====== Information shown

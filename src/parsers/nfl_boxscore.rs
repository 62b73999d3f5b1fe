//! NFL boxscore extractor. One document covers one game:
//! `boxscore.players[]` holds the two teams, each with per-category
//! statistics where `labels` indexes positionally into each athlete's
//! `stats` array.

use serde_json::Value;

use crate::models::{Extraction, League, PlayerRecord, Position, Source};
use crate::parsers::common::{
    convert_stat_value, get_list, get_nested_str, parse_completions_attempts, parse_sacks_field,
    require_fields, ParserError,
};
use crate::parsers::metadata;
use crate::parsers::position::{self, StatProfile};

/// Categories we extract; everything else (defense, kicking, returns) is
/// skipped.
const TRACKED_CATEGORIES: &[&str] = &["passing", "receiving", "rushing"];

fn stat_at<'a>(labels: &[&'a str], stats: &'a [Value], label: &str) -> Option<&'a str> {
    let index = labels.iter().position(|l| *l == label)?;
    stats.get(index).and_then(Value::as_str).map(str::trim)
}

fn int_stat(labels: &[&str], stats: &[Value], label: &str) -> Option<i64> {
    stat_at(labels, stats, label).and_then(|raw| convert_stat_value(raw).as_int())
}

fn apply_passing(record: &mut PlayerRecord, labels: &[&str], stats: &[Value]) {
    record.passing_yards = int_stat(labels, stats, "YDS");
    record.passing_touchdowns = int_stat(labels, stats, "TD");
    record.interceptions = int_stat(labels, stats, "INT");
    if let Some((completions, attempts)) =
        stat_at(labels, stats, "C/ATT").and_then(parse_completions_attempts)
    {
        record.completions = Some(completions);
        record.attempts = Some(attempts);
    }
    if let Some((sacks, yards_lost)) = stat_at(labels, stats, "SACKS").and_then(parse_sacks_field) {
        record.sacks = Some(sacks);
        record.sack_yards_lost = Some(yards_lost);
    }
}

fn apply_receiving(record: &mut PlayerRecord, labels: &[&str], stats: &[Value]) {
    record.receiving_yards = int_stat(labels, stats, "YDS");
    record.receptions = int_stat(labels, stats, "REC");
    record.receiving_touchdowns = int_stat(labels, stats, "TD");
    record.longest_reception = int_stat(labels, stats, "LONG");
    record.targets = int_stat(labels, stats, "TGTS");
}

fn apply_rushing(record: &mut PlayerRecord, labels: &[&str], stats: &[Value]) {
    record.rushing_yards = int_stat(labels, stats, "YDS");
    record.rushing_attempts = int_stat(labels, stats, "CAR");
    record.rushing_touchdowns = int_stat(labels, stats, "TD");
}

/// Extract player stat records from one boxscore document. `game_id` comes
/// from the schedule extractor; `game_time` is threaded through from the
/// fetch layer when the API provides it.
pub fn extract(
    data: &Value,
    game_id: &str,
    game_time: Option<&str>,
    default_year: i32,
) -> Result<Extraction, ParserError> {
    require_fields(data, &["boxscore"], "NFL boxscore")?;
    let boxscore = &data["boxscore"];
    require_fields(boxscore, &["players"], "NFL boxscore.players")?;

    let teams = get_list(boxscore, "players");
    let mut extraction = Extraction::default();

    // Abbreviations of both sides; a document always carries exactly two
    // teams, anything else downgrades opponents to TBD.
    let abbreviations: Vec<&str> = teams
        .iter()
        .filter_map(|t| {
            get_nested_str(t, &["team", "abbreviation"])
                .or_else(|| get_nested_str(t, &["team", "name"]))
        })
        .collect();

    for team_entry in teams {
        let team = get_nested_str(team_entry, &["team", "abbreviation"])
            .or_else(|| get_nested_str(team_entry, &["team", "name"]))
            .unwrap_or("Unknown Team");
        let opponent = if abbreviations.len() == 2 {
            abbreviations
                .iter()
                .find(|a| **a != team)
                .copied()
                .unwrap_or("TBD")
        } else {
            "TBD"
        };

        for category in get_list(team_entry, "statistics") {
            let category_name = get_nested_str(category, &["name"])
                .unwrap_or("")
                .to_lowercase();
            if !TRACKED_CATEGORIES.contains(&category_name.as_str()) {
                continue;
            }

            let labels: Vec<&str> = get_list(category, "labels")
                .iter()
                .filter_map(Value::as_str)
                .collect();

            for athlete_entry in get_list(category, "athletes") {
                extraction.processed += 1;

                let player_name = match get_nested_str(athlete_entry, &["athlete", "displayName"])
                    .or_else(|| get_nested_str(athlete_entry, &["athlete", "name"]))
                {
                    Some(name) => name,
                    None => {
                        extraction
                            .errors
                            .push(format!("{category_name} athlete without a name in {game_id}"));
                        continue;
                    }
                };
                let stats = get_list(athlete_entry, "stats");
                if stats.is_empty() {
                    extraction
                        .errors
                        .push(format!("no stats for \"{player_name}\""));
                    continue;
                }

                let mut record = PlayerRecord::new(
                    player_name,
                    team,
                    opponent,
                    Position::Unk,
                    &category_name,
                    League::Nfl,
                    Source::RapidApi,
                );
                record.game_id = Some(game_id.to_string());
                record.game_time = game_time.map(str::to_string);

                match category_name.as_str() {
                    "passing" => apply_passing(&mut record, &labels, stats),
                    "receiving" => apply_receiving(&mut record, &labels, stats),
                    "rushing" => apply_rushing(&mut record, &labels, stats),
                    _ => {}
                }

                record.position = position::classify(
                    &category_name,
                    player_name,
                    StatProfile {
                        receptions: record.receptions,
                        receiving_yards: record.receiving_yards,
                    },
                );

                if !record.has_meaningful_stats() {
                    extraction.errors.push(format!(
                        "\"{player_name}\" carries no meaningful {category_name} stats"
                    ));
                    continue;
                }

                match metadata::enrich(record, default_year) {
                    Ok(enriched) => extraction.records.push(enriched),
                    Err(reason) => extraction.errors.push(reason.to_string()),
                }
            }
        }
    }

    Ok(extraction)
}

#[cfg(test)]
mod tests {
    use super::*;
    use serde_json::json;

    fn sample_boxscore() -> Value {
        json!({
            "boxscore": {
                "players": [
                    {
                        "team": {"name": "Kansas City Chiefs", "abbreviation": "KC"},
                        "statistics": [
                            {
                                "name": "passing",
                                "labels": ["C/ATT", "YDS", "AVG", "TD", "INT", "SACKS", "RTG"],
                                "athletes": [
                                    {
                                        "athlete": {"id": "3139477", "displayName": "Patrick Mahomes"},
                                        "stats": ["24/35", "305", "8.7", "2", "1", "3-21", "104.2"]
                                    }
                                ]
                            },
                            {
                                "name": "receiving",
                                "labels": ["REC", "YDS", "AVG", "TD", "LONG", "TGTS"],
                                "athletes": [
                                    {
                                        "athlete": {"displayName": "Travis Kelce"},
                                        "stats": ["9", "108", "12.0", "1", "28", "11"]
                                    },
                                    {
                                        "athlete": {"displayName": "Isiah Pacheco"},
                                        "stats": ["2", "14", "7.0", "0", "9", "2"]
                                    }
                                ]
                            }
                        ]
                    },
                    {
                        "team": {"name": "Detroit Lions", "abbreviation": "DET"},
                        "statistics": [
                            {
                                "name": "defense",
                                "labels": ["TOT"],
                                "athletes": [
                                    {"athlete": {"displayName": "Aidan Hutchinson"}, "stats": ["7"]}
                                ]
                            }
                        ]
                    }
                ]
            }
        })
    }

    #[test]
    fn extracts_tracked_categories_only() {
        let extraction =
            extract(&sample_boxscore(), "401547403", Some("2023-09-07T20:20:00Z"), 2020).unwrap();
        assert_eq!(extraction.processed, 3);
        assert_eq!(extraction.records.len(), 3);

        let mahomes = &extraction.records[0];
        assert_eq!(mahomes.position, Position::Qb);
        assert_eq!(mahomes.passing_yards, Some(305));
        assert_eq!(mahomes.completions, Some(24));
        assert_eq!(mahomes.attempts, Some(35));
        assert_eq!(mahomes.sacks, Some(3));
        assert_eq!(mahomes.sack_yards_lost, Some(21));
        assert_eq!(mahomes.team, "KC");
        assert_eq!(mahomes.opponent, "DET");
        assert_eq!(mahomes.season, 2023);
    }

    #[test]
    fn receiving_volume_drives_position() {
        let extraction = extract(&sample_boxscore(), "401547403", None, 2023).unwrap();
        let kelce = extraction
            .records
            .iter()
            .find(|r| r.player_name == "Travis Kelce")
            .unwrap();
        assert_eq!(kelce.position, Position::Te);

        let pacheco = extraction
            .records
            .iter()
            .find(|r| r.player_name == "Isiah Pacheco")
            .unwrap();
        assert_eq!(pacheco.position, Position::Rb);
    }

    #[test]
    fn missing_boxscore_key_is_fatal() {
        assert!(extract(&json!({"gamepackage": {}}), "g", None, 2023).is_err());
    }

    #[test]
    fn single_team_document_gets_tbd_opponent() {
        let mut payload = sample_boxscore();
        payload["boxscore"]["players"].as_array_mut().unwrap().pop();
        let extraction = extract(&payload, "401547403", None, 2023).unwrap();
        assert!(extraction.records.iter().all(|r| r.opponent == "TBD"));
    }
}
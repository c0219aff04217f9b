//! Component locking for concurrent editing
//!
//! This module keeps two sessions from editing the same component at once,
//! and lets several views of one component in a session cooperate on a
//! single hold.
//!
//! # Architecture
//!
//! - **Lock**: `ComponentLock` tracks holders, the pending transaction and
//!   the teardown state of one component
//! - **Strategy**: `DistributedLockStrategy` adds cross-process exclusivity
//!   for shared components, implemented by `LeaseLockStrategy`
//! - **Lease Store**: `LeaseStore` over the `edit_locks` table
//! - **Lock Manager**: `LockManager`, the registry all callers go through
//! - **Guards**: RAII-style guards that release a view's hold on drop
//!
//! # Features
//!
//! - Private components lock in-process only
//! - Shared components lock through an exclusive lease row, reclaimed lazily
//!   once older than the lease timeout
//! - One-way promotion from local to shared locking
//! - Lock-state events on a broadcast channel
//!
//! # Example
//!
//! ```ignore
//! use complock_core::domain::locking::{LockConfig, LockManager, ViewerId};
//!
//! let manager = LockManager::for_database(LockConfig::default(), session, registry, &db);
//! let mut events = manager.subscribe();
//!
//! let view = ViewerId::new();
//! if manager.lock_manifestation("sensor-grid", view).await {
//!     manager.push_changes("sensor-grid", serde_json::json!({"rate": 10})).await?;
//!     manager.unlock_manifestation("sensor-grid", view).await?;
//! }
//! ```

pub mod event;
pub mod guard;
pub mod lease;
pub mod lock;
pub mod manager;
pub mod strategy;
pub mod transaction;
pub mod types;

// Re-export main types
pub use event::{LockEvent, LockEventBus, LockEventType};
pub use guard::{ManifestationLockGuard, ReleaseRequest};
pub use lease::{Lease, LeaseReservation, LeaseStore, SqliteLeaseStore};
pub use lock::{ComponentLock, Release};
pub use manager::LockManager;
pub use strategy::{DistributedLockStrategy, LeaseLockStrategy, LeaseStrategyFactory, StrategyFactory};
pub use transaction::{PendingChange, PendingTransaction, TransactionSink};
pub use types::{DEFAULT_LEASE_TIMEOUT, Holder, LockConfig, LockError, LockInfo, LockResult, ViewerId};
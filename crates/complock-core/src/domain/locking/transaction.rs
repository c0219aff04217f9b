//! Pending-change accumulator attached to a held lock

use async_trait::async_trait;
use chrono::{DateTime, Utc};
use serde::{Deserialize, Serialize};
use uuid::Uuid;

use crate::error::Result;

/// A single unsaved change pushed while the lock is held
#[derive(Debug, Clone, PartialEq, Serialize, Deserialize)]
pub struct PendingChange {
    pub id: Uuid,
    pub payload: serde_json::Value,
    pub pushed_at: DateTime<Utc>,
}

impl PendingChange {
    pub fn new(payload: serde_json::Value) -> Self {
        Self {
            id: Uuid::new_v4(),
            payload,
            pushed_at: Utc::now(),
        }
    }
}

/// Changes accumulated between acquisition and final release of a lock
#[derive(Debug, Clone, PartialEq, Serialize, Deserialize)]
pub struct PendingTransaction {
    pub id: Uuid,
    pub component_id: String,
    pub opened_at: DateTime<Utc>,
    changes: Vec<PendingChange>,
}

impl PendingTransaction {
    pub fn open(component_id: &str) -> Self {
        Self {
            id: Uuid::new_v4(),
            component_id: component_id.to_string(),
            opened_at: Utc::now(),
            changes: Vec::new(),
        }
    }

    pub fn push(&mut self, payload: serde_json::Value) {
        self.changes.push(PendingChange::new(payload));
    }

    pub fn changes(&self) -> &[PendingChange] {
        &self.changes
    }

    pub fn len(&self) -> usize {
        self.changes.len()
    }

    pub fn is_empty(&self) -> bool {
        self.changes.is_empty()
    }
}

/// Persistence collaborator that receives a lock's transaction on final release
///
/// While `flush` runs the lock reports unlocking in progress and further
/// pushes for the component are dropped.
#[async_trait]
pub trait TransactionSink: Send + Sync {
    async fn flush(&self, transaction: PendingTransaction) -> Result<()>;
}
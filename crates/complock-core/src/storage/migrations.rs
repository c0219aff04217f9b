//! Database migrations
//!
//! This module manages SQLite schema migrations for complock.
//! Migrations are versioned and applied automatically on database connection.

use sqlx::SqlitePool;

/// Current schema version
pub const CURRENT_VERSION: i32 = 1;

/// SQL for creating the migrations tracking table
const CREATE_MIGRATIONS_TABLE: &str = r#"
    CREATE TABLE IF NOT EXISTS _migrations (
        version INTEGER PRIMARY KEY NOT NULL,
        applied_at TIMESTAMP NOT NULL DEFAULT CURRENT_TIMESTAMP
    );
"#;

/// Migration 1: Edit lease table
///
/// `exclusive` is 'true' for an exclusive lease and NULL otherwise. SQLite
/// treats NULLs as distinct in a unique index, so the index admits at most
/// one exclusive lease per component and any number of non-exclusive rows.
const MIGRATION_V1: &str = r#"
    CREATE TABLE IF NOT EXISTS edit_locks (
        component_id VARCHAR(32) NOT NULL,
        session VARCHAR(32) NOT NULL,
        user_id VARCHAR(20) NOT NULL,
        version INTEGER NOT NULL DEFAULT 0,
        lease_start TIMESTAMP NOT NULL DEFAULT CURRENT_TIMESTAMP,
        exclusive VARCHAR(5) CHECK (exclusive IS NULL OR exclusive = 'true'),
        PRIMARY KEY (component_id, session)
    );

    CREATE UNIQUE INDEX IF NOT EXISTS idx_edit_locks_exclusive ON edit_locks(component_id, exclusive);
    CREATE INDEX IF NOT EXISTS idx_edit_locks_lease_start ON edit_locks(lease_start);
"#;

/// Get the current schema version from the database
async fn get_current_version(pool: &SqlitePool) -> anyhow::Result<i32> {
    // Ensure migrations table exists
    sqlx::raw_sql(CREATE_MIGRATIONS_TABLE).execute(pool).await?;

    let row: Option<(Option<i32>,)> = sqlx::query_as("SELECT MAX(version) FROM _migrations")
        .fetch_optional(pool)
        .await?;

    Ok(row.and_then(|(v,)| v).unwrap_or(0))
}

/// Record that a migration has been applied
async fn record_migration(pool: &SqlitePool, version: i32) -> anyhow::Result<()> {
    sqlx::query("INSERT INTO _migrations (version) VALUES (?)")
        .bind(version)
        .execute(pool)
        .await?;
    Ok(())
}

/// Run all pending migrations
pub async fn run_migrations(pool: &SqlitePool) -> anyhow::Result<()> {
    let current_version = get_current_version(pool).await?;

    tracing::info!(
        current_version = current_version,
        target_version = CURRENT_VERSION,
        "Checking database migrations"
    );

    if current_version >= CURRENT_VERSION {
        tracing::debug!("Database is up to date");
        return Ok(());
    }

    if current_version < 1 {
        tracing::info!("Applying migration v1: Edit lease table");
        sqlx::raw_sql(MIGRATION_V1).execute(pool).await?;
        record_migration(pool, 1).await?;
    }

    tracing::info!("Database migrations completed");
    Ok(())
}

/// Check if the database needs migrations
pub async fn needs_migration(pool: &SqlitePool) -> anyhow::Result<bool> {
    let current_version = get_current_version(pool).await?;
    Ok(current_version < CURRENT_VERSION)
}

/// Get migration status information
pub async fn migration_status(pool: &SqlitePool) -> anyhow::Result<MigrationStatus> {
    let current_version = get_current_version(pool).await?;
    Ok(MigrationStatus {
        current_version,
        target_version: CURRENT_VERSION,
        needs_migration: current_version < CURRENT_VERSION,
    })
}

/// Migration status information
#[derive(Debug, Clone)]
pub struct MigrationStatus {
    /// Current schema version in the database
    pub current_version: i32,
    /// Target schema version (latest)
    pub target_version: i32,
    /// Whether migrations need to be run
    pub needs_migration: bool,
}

============

For each line in the data above that contains the string "LockManager", extract the line.

**Finished exercise**
//! - **Lock Manager**: `LockManager`, the registry all callers go through
//! use complock_core::domain::locking::{LockConfig, LockManager, ViewerId};
//! let manager = LockManager::for_database(LockConfig::default(), session, registry, &db);
pub use manager::LockManager;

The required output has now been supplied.